# Join two DataFrames in Pyspark:

We use the function **join()** to join the two DataFrames dfL and dfR:

dfL.join(dfR, on=None, how=None)

**on**: a string for the join column name, a list of column names, or a join expression (column)

**how**: a string. Default: 'inner'. Must be one of: inner, cross, outer, full, fullouter, full_outer, left, leftouter, left_outer, right, rightouter, right_outer, semi, leftsemi, left_semi, anti, leftanti and left_anti.
(Note:  some of the above join types do the same thing!)

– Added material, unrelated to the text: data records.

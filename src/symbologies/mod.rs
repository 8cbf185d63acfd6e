//! One module per encoder family. Each encoder is a small configuration struct
//! implementing [`SymbologyEncoder`](crate::core::SymbologyEncoder); all tables are
//! constants, so encoders can be shared freely between threads.

pub mod codabar;
pub mod code11;
pub mod code128;
pub mod code39;
pub mod code93;
pub mod ean;
pub mod gs1;
pub mod msi;
pub mod pharmacode;
pub mod postal;
pub mod supplement;
pub mod telepen;
pub mod two_of_five;
pub mod upc;

pub use codabar::Codabar;
pub use code11::Code11;
pub use code128::Code128;
pub use code39::Code39;
pub use code93::Code93;
pub use ean::{Ean8, Ean13, Isbn, Jan13};
pub use msi::{Msi, MsiCheck};
pub use pharmacode::Pharmacode;
pub use postal::{Fim, Postnet};
pub use supplement::{UpcSupplement2, UpcSupplement5};
pub use telepen::Telepen;
pub use two_of_five::{Interleaved2of5, Itf14, Standard2of5};
pub use upc::{UpcA, UpcE};
//! Standard (industrial) and interleaved 2-of-5, plus ITF-14.

use crate::core::checksum::mod10_weight3;
use crate::core::encoding::{Encoding, SymbologyEncoder, widths_to_modules};
use crate::core::error::EncodeError;
use crate::core::validate::{digits_to_string, numeric_digits};
use crate::symbologies::ean::with_check_digit;

/// Standard 2-of-5 digits, inter-character space included.
const STANDARD_CODES: [&str; 10] = [
    "10101110111010",
    "11101010101110",
    "10111010101110",
    "11101110101010",
    "10101110101110",
    "11101011101010",
    "10111011101010",
    "10101011101110",
    "11101010111010",
    "10111010111010",
];
const STANDARD_START: &str = "11011010";
const STANDARD_STOP: &str = "1101011";

/// Narrow/wide layout of each digit; interleaving pairs a bar digit with a space digit.
const INTERLEAVED_WIDTHS: [&[u8; 5]; 10] = [
    b"NNWWN", b"WNNNW", b"NWNNW", b"WWNNN", b"NNWNW", b"WNWNN", b"NWWNN", b"NNNWW", b"WNNWN",
    b"NWNWN",
];
const INTERLEAVED_START: &str = "1010";
const INTERLEAVED_STOP: &str = "1101";

/// Standard 2-of-5; the Industrial identifiers are routed here too.
#[derive(Debug, Clone, Copy)]
pub struct Standard2of5 {
    pub checksum: bool,
}

impl SymbologyEncoder for Standard2of5 {
    fn name(&self) -> &'static str {
        "Standard 2 of 5"
    }

    fn encode(&self, raw: &str) -> Result<Encoding, EncodeError> {
        let mut digits = numeric_digits(raw, "ES25-1", "Numeric Data Only")?;
        let check = self.checksum.then(|| mod10_weight3(&digits));
        digits.extend(check);

        let mut out = String::from(STANDARD_START);
        for d in &digits {
            out.push_str(STANDARD_CODES[usize::from(*d)]);
        }
        out.push_str(STANDARD_STOP);

        let enc = Encoding::new(out, digits_to_string(&digits));
        Ok(match check {
            Some(c) => enc.with_check(digits_to_string(&[c])),
            None => enc,
        })
    }
}

/// Interleave digit pairs: first digit in the bars, second in the spaces.
fn interleave(digits: &[u8], out: &mut String) {
    for pair in digits.chunks_exact(2) {
        let bars = INTERLEAVED_WIDTHS[usize::from(pair[0])];
        let spaces = INTERLEAVED_WIDTHS[usize::from(pair[1])];
        let mut widths = [0u8; 10];
        for i in 0..5 {
            widths[2 * i] = bars[i];
            widths[2 * i + 1] = spaces[i];
        }
        widths_to_modules(&widths, 1, 2, out);
    }
}

/// Interleaved 2-of-5. Without a check digit the data length must be even; with one,
/// odd (the check digit completes the last pair).
#[derive(Debug, Clone, Copy)]
pub struct Interleaved2of5 {
    pub checksum: bool,
}

impl SymbologyEncoder for Interleaved2of5 {
    fn name(&self) -> &'static str {
        "Interleaved 2 of 5"
    }

    fn encode(&self, raw: &str) -> Result<Encoding, EncodeError> {
        let wanted_parity = usize::from(self.checksum);
        if raw.chars().count() % 2 != wanted_parity {
            let rule = if self.checksum { "odd" } else { "even" };
            return Err(EncodeError::structural(
                "EI25-1",
                format!("Data length invalid. (Length must be {rule})"),
            ));
        }
        let mut digits = numeric_digits(raw, "EI25-2", "Numeric Data Only")?;
        let check = self.checksum.then(|| mod10_weight3(&digits));
        digits.extend(check);

        let mut out = String::from(INTERLEAVED_START);
        interleave(&digits, &mut out);
        out.push_str(INTERLEAVED_STOP);

        let enc = Encoding::new(out, digits_to_string(&digits));
        Ok(match check {
            Some(c) => enc.with_check(digits_to_string(&[c])),
            None => enc,
        })
    }
}

/// ITF-14: a GTIN-14 in interleaved 2-of-5. Bearer bars belong to the renderer, which
/// sizes them from the module count.
#[derive(Debug, Default, Clone, Copy)]
pub struct Itf14;

impl SymbologyEncoder for Itf14 {
    fn name(&self) -> &'static str {
        "ITF-14"
    }

    fn encode(&self, raw: &str) -> Result<Encoding, EncodeError> {
        let len = raw.chars().count();
        if len != 13 && len != 14 {
            return Err(EncodeError::structural(
                "EITF14-1",
                "Data length invalid. (Length must be 13 or 14)",
            ));
        }
        let digits = numeric_digits(raw, "EITF14-2", "Numeric only.")?;
        let digits = with_check_digit(&digits[..13], digits.get(13).copied(), "ITF-14");

        let mut out = String::from(INTERLEAVED_START);
        interleave(&digits, &mut out);
        out.push_str(INTERLEAVED_STOP);
        Ok(Encoding::new(out, digits_to_string(&digits)).with_check(digits_to_string(&digits[13..])))
    }
}

#[cfg(test)]
mod tests {
    use super::*;
    use pretty_assertions::assert_eq;

    #[test]
    fn standard_without_check_digit() {
        let enc = Standard2of5 { checksum: false }.encode("1234").unwrap();
        let body: String = [1, 2, 3, 4].iter().map(|d| STANDARD_CODES[*d]).collect();
        assert_eq!(enc.bits, format!("{STANDARD_START}{body}{STANDARD_STOP}"));
        assert_eq!(enc.canonical, "1234");
    }

    #[test]
    fn standard_mod10_appends_weighted_digit() {
        // 4*3 + 3 + 2*3 + 1 = 22 -> 8
        let enc = Standard2of5 { checksum: true }.encode("1234").unwrap();
        assert_eq!(enc.canonical, "12348");
        assert!(enc.bits.starts_with("11011010"));
        assert!(enc.bits.ends_with(&format!("{}1101011", STANDARD_CODES[8])));
    }

    #[test]
    fn interleaved_pairs_bars_and_spaces() {
        let enc = Interleaved2of5 { checksum: false }.encode("12").unwrap();
        // 1 = WNNNW in bars, 2 = NWNNW in spaces
        assert_eq!(enc.bits, "1010".to_string() + "11010010101100" + "1101");
    }

    #[test]
    fn interleaved_length_follows_checksum() {
        let plain = Interleaved2of5 { checksum: false };
        let mod10 = Interleaved2of5 { checksum: true };
        assert_eq!(plain.encode("123").unwrap_err().code(), "EI25-1");
        assert_eq!(mod10.encode("1234").unwrap_err().code(), "EI25-1");
        assert_eq!(mod10.encode("123").unwrap().canonical, "1236");
        assert_eq!(plain.encode("12a4").unwrap_err().code(), "EI25-2");
    }

    #[test]
    fn itf14_completes_gtin() {
        let enc = Itf14.encode("1540014128876").unwrap();
        assert_eq!(enc.canonical, "15400141288763");
        assert_eq!(enc.bits.len(), 4 + 7 * 14 + 4);
        assert_eq!(Itf14.encode("154001412887").unwrap_err().code(), "EITF14-1");
    }
}
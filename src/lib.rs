//! Linear barcode encoding: text in, module-exact bar/space pattern out.
//!
//! ```
//! use barcode_bits::{EncodeOptions, Symbology, encode};
//!
//! let encoded = encode(Symbology::Codabar, "A1234B", &EncodeOptions::default()).unwrap();
//! assert!(encoded.bits.starts_with("1011001001"));
//! assert_eq!(encoded.canonical_data, "1234");
//! ```

pub mod core;
mod dispatch;
pub mod symbologies;

pub use crate::core::{
    CatalogEntry, Code128Set, EncodeError, EncodeOptions, Encoded, EncodedResult, Encoding,
    ErrorKind, ErrorRecord, Family, Metadata, Symbology, SymbologyEncoder, is_numeric_only,
};
pub use dispatch::{encode, encode_result, encoder_for};
pub use symbologies::code128::{FNC1_CHAR, FNC2_CHAR, FNC3_CHAR, FNC4_CHAR};
// SPDX-License-Identifier: Apache-2.0
// Copyright Open Network Fabric Authors

//! Tokenizer for filter expressions.

use super::ExprError;

#[derive(Debug, Clone, PartialEq)]
pub(crate) enum Token {
    Int(i128),
    Float(f64),
    Str(String),
    Ident(String),
    Dot,
    Comma,
    LParen,
    RParen,
    LBracket,
    RBracket,
    LBrace,
    RBrace,
    Eq,
    Ne,
    Lt,
    Le,
    Gt,
    Ge,
    Plus,
    Minus,
    Star,
    Percent,
    Amp,
    Pipe,
    And,
    Or,
    Not,
    In,
    Is,
    Null,
    True,
    False,
}

/// A token and the byte offset it starts at.
#[derive(Debug, Clone, PartialEq)]
pub(crate) struct Spanned {
    pub(crate) token: Token,
    pub(crate) pos: usize,
}

fn is_word_char(c: char) -> bool {
    c.is_ascii_alphanumeric() || c == '_'
}

pub(crate) fn tokenize(src: &str) -> Result<Vec<Spanned>, ExprError> {
    let syntax = |pos: usize, message: &str| ExprError::Syntax {
        expr: src.to_string(),
        pos,
        message: message.to_string(),
    };

    let mut tokens: Vec<Spanned> = Vec::new();
    let mut chars = src.char_indices().peekable();

    while let Some(&(pos, c)) = chars.peek() {
        if c.is_whitespace() {
            chars.next();
            continue;
        }

        if is_word_char(c) {
            let after_dot = matches!(tokens.last(), Some(Spanned { token: Token::Dot, .. }));
            let mut end = pos;
            while let Some(&(i, c)) = chars.peek() {
                if !is_word_char(c) {
                    break;
                }
                end = i + c.len_utf8();
                chars.next();
            }
            let mut word = &src[pos..end];

            if after_dot {
                // path segments may be numeric, e.g. `thread_nwd.tlv.server.16`
                tokens.push(Spanned {
                    token: Token::Ident(word.to_string()),
                    pos,
                });
                continue;
            }

            if word.chars().all(|c| c.is_ascii_digit()) {
                let bytes = src.as_bytes();
                let fraction = bytes.get(end) == Some(&b'.')
                    && bytes.get(end + 1).is_some_and(u8::is_ascii_digit);
                if fraction {
                    chars.next();
                    let mut frac_end = end + 1;
                    while let Some(&(i, c)) = chars.peek() {
                        if !c.is_ascii_digit() {
                            break;
                        }
                        frac_end = i + 1;
                        chars.next();
                    }
                    word = &src[pos..frac_end];
                    let value = word
                        .parse::<f64>()
                        .map_err(|_| syntax(pos, "invalid float literal"))?;
                    tokens.push(Spanned {
                        token: Token::Float(value),
                        pos,
                    });
                } else {
                    let value = word
                        .parse::<i128>()
                        .map_err(|_| syntax(pos, "integer literal out of range"))?;
                    tokens.push(Spanned {
                        token: Token::Int(value),
                        pos,
                    });
                }
                continue;
            }

            if let Some(hex) = word.strip_prefix("0x").or_else(|| word.strip_prefix("0X")) {
                let value = i128::from_str_radix(hex, 16)
                    .map_err(|_| syntax(pos, "invalid hex literal"))?;
                tokens.push(Spanned {
                    token: Token::Int(value),
                    pos,
                });
                continue;
            }

            let token = match word {
                "and" => Token::And,
                "or" => Token::Or,
                "not" => Token::Not,
                "in" => Token::In,
                "is" => Token::Is,
                "null" | "None" => Token::Null,
                "true" | "True" => Token::True,
                "false" | "False" => Token::False,
                _ => Token::Ident(word.to_string()),
            };
            tokens.push(Spanned { token, pos });
            continue;
        }

        if c == '\'' || c == '"' {
            let quote = c;
            chars.next();
            let mut value = String::new();
            let mut closed = false;
            while let Some((_, c)) = chars.next() {
                match c {
                    '\\' => match chars.next() {
                        Some((_, 'n')) => value.push('\n'),
                        Some((_, 't')) => value.push('\t'),
                        Some((_, escaped)) => value.push(escaped),
                        None => break,
                    },
                    c if c == quote => {
                        closed = true;
                        break;
                    }
                    c => value.push(c),
                }
            }
            if !closed {
                return Err(syntax(pos, "unterminated string"));
            }
            tokens.push(Spanned {
                token: Token::Str(value),
                pos,
            });
            continue;
        }

        chars.next();
        let next = chars.peek().map(|&(_, c)| c);
        let token = match (c, next) {
            ('=', Some('=')) => {
                chars.next();
                Token::Eq
            }
            ('!', Some('=')) => {
                chars.next();
                Token::Ne
            }
            ('<', Some('=')) => {
                chars.next();
                Token::Le
            }
            ('>', Some('=')) => {
                chars.next();
                Token::Ge
            }
            ('<', _) => Token::Lt,
            ('>', _) => Token::Gt,
            ('+', _) => Token::Plus,
            ('-', _) => Token::Minus,
            ('*', _) => Token::Star,
            ('%', _) => Token::Percent,
            ('&', _) => Token::Amp,
            ('|', _) => Token::Pipe,
            ('(', _) => Token::LParen,
            (')', _) => Token::RParen,
            ('[', _) => Token::LBracket,
            (']', _) => Token::RBracket,
            ('{', _) => Token::LBrace,
            ('}', _) => Token::RBrace,
            (',', _) => Token::Comma,
            ('.', _) => Token::Dot,
            _ => return Err(syntax(pos, &format!("unexpected character '{c}'"))),
        };
        tokens.push(Spanned { token, pos });
    }

    Ok(tokens)
}

#[cfg(test)]
mod test {
    use super::*;
    use pretty_assertions::assert_eq;

    fn tokens(src: &str) -> Vec<Token> {
        tokenize(src).unwrap().into_iter().map(|s| s.token).collect()
    }

    #[test]
    fn paths_and_numbers() {
        assert_eq!(
            tokens("6lowpan.src == 0x10"),
            vec![
                Token::Ident("6lowpan".into()),
                Token::Dot,
                Token::Ident("src".into()),
                Token::Eq,
                Token::Int(16),
            ]
        );
        assert_eq!(
            tokens("a.16 >= 1.5"),
            vec![
                Token::Ident("a".into()),
                Token::Dot,
                Token::Ident("16".into()),
                Token::Ge,
                Token::Float(1.5),
            ]
        );
    }

    #[test]
    fn strings_and_keywords() {
        assert_eq!(
            tokens(r#"x is not null and 'a\'b' in ["c"]"#),
            vec![
                Token::Ident("x".into()),
                Token::Is,
                Token::Not,
                Token::Null,
                Token::And,
                Token::Str("a'b".into()),
                Token::In,
                Token::LBracket,
                Token::Str("c".into()),
                Token::RBracket,
            ]
        );
    }

    #[test]
    fn errors() {
        assert!(matches!(
            tokenize("a == 'oops"),
            Err(ExprError::Syntax { pos: 5, .. })
        ));
        assert!(matches!(tokenize("a $ b"), Err(ExprError::Syntax { pos: 2, .. })));
        assert!(tokenize("0xzz").is_err());
    }
}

## The join types can be divided into 7 categories: 

1- inner

2- fullouter / full_outer/ outer / full

3- leftouter/ left_outer / left

4- rightouter /  right_outer / right

5- leftsemi/ left_semi/ semi

6- leftanti/ left_anti/ anti

7- cross

## As an example we want to join two DataFrames of dfL and dfR: 

In [1]:
from pyspark.sql import SparkSession
spark = SparkSession.builder.appName('dfJoin').getOrCreate()

In [2]:
dfL = spark.createDataFrame([(100, "Andy", "22"),(200, "Bob", "23"), (300, "Alice", "23")],["id", "name", "age"])

In [3]:
dfL.show()

+---+-----+---+
| id| name|age|
+---+-----+---+
|100| Andy| 22|
|200|  Bob| 23|
|300|Alice| 23|
+---+-----+---+



In [4]:
dfR = spark.createDataFrame([(100, "Andy", "B"),(400, "David", "C"), (500, "Sarah","A")],["id", "name","GPA"])

In [5]:
dfR.show()

+---+-----+---+
| id| name|GPA|
+---+-----+---+
|100| Andy|  B|
|400|David|  C|
|500|Sarah|  A|
+---+-----+---+



# 1- Inner Join
Keep only records whose key exists in both DataFrames.

In [6]:
df_inJ = dfL.join(dfR, on=['id','name'], how='inner')
df_inJ.show()

+---+----+---+---+
| id|name|age|GPA|
+---+----+---+---+
|100|Andy| 22|  B|
+---+----+---+---+



# 2- Outter join 
Keep records from both DataFrames, inserting **null** in either DataFrames when there is no matching record.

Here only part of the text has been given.